Trump enlisé, Vance en embuscade
Marquée par des revirements constants et un exercice du pouvoir de plus en plus solitaire à la Maison-Blanche, la guerre en Iran met en lumière l’affaiblissement des contre-pouvoirs et les tensions internes du trumpisme. La question de l’après-Trump émerge déjà.
Le ridicule ne tue pas outre-Atlantique. En menaçant de « détruire une civilisation » avant de se raviser et d’accepter un cessez-le-feu, Trump a non seulement montré une nouvelle fois sa brutalité et son imprévisibilité, mais aussi sa toute-puissance dans un système démocratique américain à bout de souffle.

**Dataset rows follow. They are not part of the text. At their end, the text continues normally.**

//! Hosts-file enforcement.
//!
//! Owns a section of the hosts file between two marker lines and rewrites
//! only that section; everything outside it is preserved byte for byte
//! (modulo trailing blank lines).

use std::fs;
use std::io::{self, Write};
use std::path::{Path, PathBuf};
use tracing::{debug, info, warn};

use super::{EnforcementRequest, EnforcementSink};
use crate::domain::{is_valid_hostname, normalize};
use crate::error::{CoreError, Result};

pub const SECTION_START: &str = "# MINDFULBLOCK_START";
pub const SECTION_END: &str = "# MINDFULBLOCK_END";

pub struct HostsFileSink {
    path: PathBuf,
    flush_dns: bool,
}

impl HostsFileSink {
    /// Sink for the platform hosts file.
    pub fn system() -> Self {
        Self {
            path: system_hosts_path(),
            flush_dns: cfg!(target_os = "windows"),
        }
    }

    /// Sink for an arbitrary file (tests, custom setups). Never flushes DNS.
    pub fn at(path: impl Into<PathBuf>) -> Self {
        Self {
            path: path.into(),
            flush_dns: false,
        }
    }

    pub fn path(&self) -> &Path {
        &self.path
    }

    /// Domains currently inside the managed section.
    pub fn applied_domains(&self) -> Result<Vec<String>> {
        let content = self.read_existing()?;
        let mut domains = Vec::new();
        let mut in_section = false;
        for line in content.lines() {
            if line.contains(SECTION_START) {
                in_section = true;
            } else if line.contains(SECTION_END) {
                in_section = false;
            } else if in_section && line.starts_with("127.0.0.1 ") {
                if let Some(host) = line.split_whitespace().nth(1) {
                    if !host.starts_with("www.") {
                        domains.push(host.to_string());
                    }
                }
            }
        }
        Ok(domains)
    }

    fn read_existing(&self) -> Result<String> {
        match fs::read_to_string(&self.path) {
            Ok(content) => Ok(content),
            Err(e) if e.kind() == io::ErrorKind::NotFound => Ok(String::new()),
            Err(e) => Err(self.map_io(e)),
        }
    }

    fn write(&self, content: &str) -> Result<()> {
        let mut file = fs::OpenOptions::new()
            .write(true)
            .create(true)
            .truncate(true)
            .open(&self.path)
            .map_err(|e| self.map_io(e))?;
        file.write_all(content.as_bytes()).map_err(|e| self.map_io(e))?;
        file.sync_all().map_err(|e| self.map_io(e))?;
        if self.flush_dns {
            flush_dns_cache();
        }
        Ok(())
    }

    fn map_io(&self, e: io::Error) -> CoreError {
        if e.kind() == io::ErrorKind::PermissionDenied {
            CoreError::AdminPrivilegeRequired {
                path: self.path.clone(),
            }
        } else {
            CoreError::Io(e)
        }
    }
}

impl EnforcementSink for HostsFileSink {
    fn apply(&self, request: &EnforcementRequest) -> Result<()> {
        let existing = self.read_existing()?;
        let mut content = strip_section(&existing);

        content.push_str("\n\n");
        content.push_str(SECTION_START);
        content.push('\n');
        for rule in request.rules.iter().filter(|r| r.is_active) {
            let domain = normalize(&rule.domain);
            if !is_valid_hostname(&domain) {
                warn!(domain = ?domain, "not a hostname; left out of the hosts file");
                continue;
            }
            content.push_str(&format!("127.0.0.1 {domain}\n"));
            content.push_str(&format!("127.0.0.1 www.{domain}\n"));
            content.push_str(&format!("::1 {domain}\n"));
            content.push_str(&format!("::1 www.{domain}\n"));
        }
        content.push_str(SECTION_END);
        content.push('\n');

        self.write(&content)?;
        info!(path = %self.path.display(), active = request.active_count(), "hosts file updated");
        Ok(())
    }

    fn clean(&self) -> Result<()> {
        let existing = self.read_existing()?;
        if !existing.contains(SECTION_START) {
            debug!(path = %self.path.display(), "no managed section to remove");
            return Ok(());
        }
        let mut content = strip_section(&existing);
        content.push('\n');
        self.write(&content)?;
        info!(path = %self.path.display(), "managed hosts section removed");
        Ok(())
    }
}

/// Content with the managed section removed and trailing whitespace trimmed.
fn strip_section(content: &str) -> String {
    let mut out = String::with_capacity(content.len());
    let mut in_section = false;
    for line in content.lines() {
        if line.contains(SECTION_START) {
            in_section = true;
            continue;
        }
        if line.contains(SECTION_END) {
            in_section = false;
            continue;
        }
        if !in_section {
            out.push_str(line);
            out.push('\n');
        }
    }
    out.trim_end().to_string()
}

fn system_hosts_path() -> PathBuf {
    if cfg!(target_os = "windows") {
        let win_dir = std::env::var("WinDir").unwrap_or_else(|_| "C:\\Windows".to_string());
        let sysnative = PathBuf::from(&win_dir).join("sysnative\\drivers\\etc\\hosts");
        if sysnative.exists() {
            sysnative
        } else {
            PathBuf::from(win_dir).join("System32\\drivers\\etc\\hosts")
        }
    } else {
        PathBuf::from("/etc/hosts")
    }
}

fn flush_dns_cache() {
    match std::process::Command::new("ipconfig").arg("/flushdns").status() {
        Ok(status) if status.success() => debug!("DNS cache flushed"),
        Ok(status) => warn!(%status, "ipconfig /flushdns failed"),
        Err(e) => warn!(error = %e, "could not run ipconfig /flushdns"),
    }
}

#[cfg(test)]
mod tests {
    use super::*;
    use crate::enforcement::EnforcedRule;
    use crate::language::Language;
    use tempfile::TempDir;

    fn request(rules: &[(&str, bool)]) -> EnforcementRequest {
        EnforcementRequest {
            rules: rules
                .iter()
                .map(|(d, a)| EnforcedRule {
                    domain: d.to_string(),
                    is_active: *a,
                })
                .collect(),
            language: Language::Vi,
        }
    }

    #[test]
    fn apply_writes_managed_section_and_preserves_rest() {
        let dir = TempDir::new().unwrap();
        let path = dir.path().join("hosts");
        fs::write(&path, "127.0.0.1 localhost\n10.0.0.2 nas.lan\n").unwrap();
        let sink = HostsFileSink::at(&path);

        sink.apply(&request(&[("www.YouTube.com", true), ("reddit.com", false)]))
            .unwrap();
        let content = fs::read_to_string(&path).unwrap();
        assert!(content.starts_with("127.0.0.1 localhost\n10.0.0.2 nas.lan\n"));
        assert!(content.contains("127.0.0.1 youtube.com\n"));
        assert!(content.contains("127.0.0.1 www.youtube.com\n"));
        assert!(content.contains("::1 youtube.com\n"));
        assert!(content.contains("::1 www.youtube.com\n"));
        assert!(!content.contains("reddit.com"));
        assert_eq!(sink.applied_domains().unwrap(), vec!["youtube.com"]);
    }

    #[test]
    fn invalid_domains_never_reach_the_hosts_file() {
        let dir = TempDir::new().unwrap();
        let path = dir.path().join("hosts");
        fs::write(&path, "127.0.0.1 localhost\n").unwrap();
        let sink = HostsFileSink::at(&path);

        sink.apply(&request(&[
            ("evil.com\n10.6.6.6 bank.com", true),
            ("not a domain", true),
            ("ok.com", true),
        ]))
        .unwrap();
        let content = fs::read_to_string(&path).unwrap();
        assert!(!content.contains("bank.com"), "injected hosts line:\n{content}");
        assert!(!content.contains("not a domain"));
        let section: Vec<&str> = content
            .lines()
            .skip_while(|l| *l != SECTION_START)
            .skip(1)
            .take_while(|l| *l != SECTION_END)
            .collect();
        assert_eq!(
            section,
            vec!["127.0.0.1 ok.com", "127.0.0.1 www.ok.com", "::1 ok.com", "::1 www.ok.com"]
        );
    }

    #[test]
    fn reapply_replaces_section_instead_of_appending() {
        let dir = TempDir::new().unwrap();
        let path = dir.path().join("hosts");
        let sink = HostsFileSink::at(&path);

        sink.apply(&request(&[("a.com", true)])).unwrap();
        sink.apply(&request(&[("b.com", true)])).unwrap();
        let content = fs::read_to_string(&path).unwrap();
        assert_eq!(content.matches(SECTION_START).count(), 1);
        assert!(!content.contains("a.com"));
        assert_eq!(sink.applied_domains().unwrap(), vec!["b.com"]);
    }

    #[test]
    fn clean_removes_only_managed_lines() {
        let dir = TempDir::new().unwrap();
        let path = dir.path().join("hosts");
        fs::write(&path, "127.0.0.1 localhost\n").unwrap();
        let sink = HostsFileSink::at(&path);
        sink.apply(&request(&[("a.com", true)])).unwrap();
        sink.clean().unwrap();
        assert_eq!(fs::read_to_string(&path).unwrap(), "127.0.0.1 localhost\n");
        sink.clean().unwrap();
    }

    #[cfg(unix)]
    #[test]
    fn read_only_file_maps_to_admin_required() {
        use std::os::unix::fs::PermissionsExt;

        let dir = TempDir::new().unwrap();
        let path = dir.path().join("hosts");
        fs::write(&path, "").unwrap();
        fs::set_permissions(&path, fs::Permissions::from_mode(0o444)).unwrap();

        // root ignores file permissions; nothing to assert then
        if fs::OpenOptions::new().write(true).open(&path).is_ok() {
            return;
        }
        let err = HostsFileSink::at(&path)
            .apply(&request(&[("a.com", true)]))
            .unwrap_err();
        assert!(err.is_admin_required());
        assert!(err.to_string().starts_with("ADMIN_REQUIRED"));
    }
}
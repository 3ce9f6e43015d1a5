use clap::{Parser, Subcommand};
use tracing_subscriber::{layer::SubscriberExt, util::SubscriberInitExt, EnvFilter};

mod commands;

#[derive(Parser)]
#[command(name = "mindfulblock", version, about = "MindfulBlock: block distracting sites, with friction")]
struct Cli {
    #[command(subcommand)]
    command: Commands,
}

#[derive(Subcommand)]
enum Commands {
    /// Blocking rules
    Rule {
        #[command(subcommand)]
        action: commands::rule::RuleAction,
    },
    /// Rule groups
    Group {
        #[command(subcommand)]
        action: commands::group::GroupAction,
    },
    /// Built-in rule presets
    Preset {
        #[command(subcommand)]
        action: commands::preset::PresetAction,
    },
    /// Show what would happen to a navigation
    Check(commands::check::CheckArgs),
    /// Navigate to a URL, solving the challenge if it is blocked
    Navigate(commands::check::NavigateArgs),
    /// Temporary overrides
    Override {
        #[command(subcommand)]
        action: commands::overrides::OverrideAction,
    },
    /// Write the rules to the hosts file
    Apply,
    /// Remove MindfulBlock entries from the hosts file
    Clean,
    /// Daily block/override statistics
    Stats(commands::stats::StatsArgs),
    /// Run the companion endpoint for the browser extension
    Serve(commands::serve::ServeArgs),
    /// Talk to a companion endpoint as the extension does
    Extension {
        #[command(subcommand)]
        action: commands::extension::ExtensionAction,
    },
    /// Sync and enforcement status
    Sync {
        #[command(subcommand)]
        action: commands::sync::SyncAction,
    },
    /// Configuration management
    Config {
        #[command(subcommand)]
        action: commands::config::ConfigAction,
    },
}

fn init_tracing(default_level: &str) {
    let filter = EnvFilter::try_from_env("MINDFULBLOCK_LOG")
        .unwrap_or_else(|_| EnvFilter::new(default_level));
    tracing_subscriber::registry()
        .with(tracing_subscriber::fmt::layer().with_writer(std::io::stderr))
        .with(filter)
        .init();
}

fn main() {
    let cli = Cli::parse();
    let level = match cli.command {
        Commands::Serve(_) => "info",
        _ => "warn",
    };
    init_tracing(level);

    let result = match cli.command {
        Commands::Rule { action } => commands::rule::run(action),
        Commands::Group { action } => commands::group::run(action),
        Commands::Preset { action } => commands::preset::run(action),
        Commands::Check(args) => commands::check::run_check(args),
        Commands::Navigate(args) => commands::check::run_navigate(args),
        Commands::Override { action } => commands::overrides::run(action),
        Commands::Apply => commands::enforce::run_apply(),
        Commands::Clean => commands::enforce::run_clean(),
        Commands::Stats(args) => commands::stats::run(args),
        Commands::Serve(args) => commands::serve::run(args),
        Commands::Extension { action } => commands::extension::run(action),
        Commands::Sync { action } => commands::sync::run(action),
        Commands::Config { action } => commands::config::run(action),
    };

    if let Err(e) = result {
        eprintln!("error: {e}");
        std::process::exit(1);
    }
}
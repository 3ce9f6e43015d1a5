//! Block/override telemetry.
//!
//! Reporting is best-effort everywhere: [`AnalyticsSink::record`] has no
//! error channel, and implementations log and swallow their failures so
//! a broken collector can never hold up a navigation.

use chrono::NaiveDate;
use serde::{Deserialize, Deserializer, Serialize};
use std::collections::BTreeMap;
use std::sync::Mutex;
use tokio::sync::mpsc::UnboundedSender;
use tracing::warn;

use crate::domain::normalize;

/// Minutes credited as "saved" for each blocked attempt.
pub const MINUTES_SAVED_PER_BLOCK: u64 = 5;

#[derive(Debug, Clone, Copy, PartialEq, Eq, Hash, Serialize, Deserialize)]
#[serde(rename_all = "lowercase")]
pub enum ReportKind {
    Block,
    Override,
}

/// Body of the report endpoint: `{ "type": "block" | "override", "domain": ... }`.
#[derive(Debug, Clone, PartialEq, Eq, Serialize, Deserialize)]
pub struct ReportEvent {
    #[serde(rename = "type")]
    pub kind: ReportKind,
    #[serde(deserialize_with = "normalized_domain")]
    pub domain: String,
}

fn normalized_domain<'de, D: Deserializer<'de>>(deserializer: D) -> Result<String, D::Error> {
    String::deserialize(deserializer).map(|raw| normalize(&raw))
}

impl ReportEvent {
    pub fn block(domain: &str) -> Self {
        Self {
            kind: ReportKind::Block,
            domain: normalize(domain),
        }
    }

    pub fn override_granted(domain: &str) -> Self {
        Self {
            kind: ReportKind::Override,
            domain: normalize(domain),
        }
    }
}

/// External analytics collaborator.
pub trait AnalyticsSink {
    fn record(&self, event: &ReportEvent);
}

/// Discards everything.
#[derive(Debug, Default, Clone, Copy)]
pub struct NoopSink;

impl AnalyticsSink for NoopSink {
    fn record(&self, _event: &ReportEvent) {}
}

/// Keeps events in memory; handy for tests and for batching.
#[derive(Debug, Default)]
pub struct MemorySink {
    events: Mutex<Vec<ReportEvent>>,
}

impl MemorySink {
    pub fn new() -> Self {
        Self::default()
    }

    pub fn events(&self) -> Vec<ReportEvent> {
        self.events.lock().map(|e| e.clone()).unwrap_or_default()
    }
}

impl AnalyticsSink for MemorySink {
    fn record(&self, event: &ReportEvent) {
        if let Ok(mut events) = self.events.lock() {
            events.push(event.clone());
        }
    }
}

/// Forwards events to a channel, e.g. a task posting to the report endpoint.
impl AnalyticsSink for UnboundedSender<ReportEvent> {
    fn record(&self, event: &ReportEvent) {
        if self.send(event.clone()).is_err() {
            warn!(domain = %event.domain, "analytics channel closed; event dropped");
        }
    }
}

impl<S: AnalyticsSink + ?Sized> AnalyticsSink for &S {
    fn record(&self, event: &ReportEvent) {
        (**self).record(event)
    }
}

impl<S: AnalyticsSink + ?Sized> AnalyticsSink for std::sync::Arc<S> {
    fn record(&self, event: &ReportEvent) {
        (**self).record(event)
    }
}

#[derive(Debug, Clone, Copy, Default, PartialEq, Eq, Serialize, Deserialize)]
pub struct DomainCounts {
    pub blocked: u64,
    pub overridden: u64,
}

/// One UTC day of counters.
#[derive(Debug, Clone, PartialEq, Serialize, Deserialize)]
pub struct DailyStats {
    pub date: NaiveDate,
    pub domains: BTreeMap<String, DomainCounts>,
}

impl DailyStats {
    pub fn new(date: NaiveDate) -> Self {
        Self {
            date,
            domains: BTreeMap::new(),
        }
    }

    pub fn apply(&mut self, event: &ReportEvent) {
        let counts = self.domains.entry(event.domain.clone()).or_default();
        match event.kind {
            ReportKind::Block => counts.blocked += 1,
            ReportKind::Override => counts.overridden += 1,
        }
    }

    pub fn summary(&self) -> DailySummary {
        let total_blocked: u64 = self.domains.values().map(|c| c.blocked).sum();
        let total_overrides: u64 = self.domains.values().map(|c| c.overridden).sum();

        let mut top: Vec<(String, DomainCounts)> =
            self.domains.iter().map(|(d, c)| (d.clone(), *c)).collect();
        top.sort_by(|a, b| b.1.blocked.cmp(&a.1.blocked).then_with(|| a.0.cmp(&b.0)));
        top.truncate(5);

        DailySummary {
            date: self.date,
            total_blocked,
            total_overrides,
            time_saved_minutes: total_blocked * MINUTES_SAVED_PER_BLOCK,
            top_domains: top,
        }
    }
}

#[derive(Debug, Clone, PartialEq, Serialize, Deserialize)]
pub struct DailySummary {
    pub date: NaiveDate,
    pub total_blocked: u64,
    pub total_overrides: u64,
    pub time_saved_minutes: u64,
    pub top_domains: Vec<(String, DomainCounts)>,
}

#[cfg(test)]
mod tests {
    use super::*;

    #[test]
    fn report_event_wire_shape() {
        let json = serde_json::to_string(&ReportEvent::block("https://www.YouTube.com/x")).unwrap();
        assert_eq!(json, r#"{"type":"block","domain":"youtube.com"}"#);
        let e: ReportEvent = serde_json::from_str(r#"{"type":"override","domain":"x.com"}"#).unwrap();
        assert_eq!(e.kind, ReportKind::Override);
    }

    #[test]
    fn incoming_report_domain_is_normalized() {
        let e: ReportEvent =
            serde_json::from_str(r#"{"type":"block","domain":"https://WWW.Example.com/path"}"#).unwrap();
        assert_eq!(e, ReportEvent::block("example.com"));
    }

    #[test]
    fn summary_counts_and_time_saved() {
        let mut day = DailyStats::new(NaiveDate::from_ymd_opt(2024, 5, 1).unwrap());
        for _ in 0..3 {
            day.apply(&ReportEvent::block("youtube.com"));
        }
        day.apply(&ReportEvent::block("reddit.com"));
        day.apply(&ReportEvent::override_granted("youtube.com"));

        let s = day.summary();
        assert_eq!(s.total_blocked, 4);
        assert_eq!(s.total_overrides, 1);
        assert_eq!(s.time_saved_minutes, 20);
        assert_eq!(s.top_domains[0].0, "youtube.com");
        assert_eq!(s.top_domains[0].1, DomainCounts { blocked: 3, overridden: 1 });
    }

    #[test]
    fn channel_sink_forwards_and_survives_closed_receiver() {
        let (tx, mut rx) = tokio::sync::mpsc::unbounded_channel();
        tx.record(&ReportEvent::block("a.com"));
        assert_eq!(rx.try_recv().unwrap().domain, "a.com");
        drop(rx);
        tx.record(&ReportEvent::block("b.com"));
    }
}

Cette séquence pourrait également marquer le premier événement de la présidentielle de 2028.
Dans ces colonnes, Trump avait été décrit comme un « enfant roi pourri gâté » sur lequel « repose l’équilibre du monde ». Il a montré son impatience et sa colère en menaçant l’Iran d’annihilation, à grand renfort d’insultes traduisant sa frustration, avant de soudainement mettre sur « pause » la guerre qu’il avait déclenchée, comme dans un jeu vidéo.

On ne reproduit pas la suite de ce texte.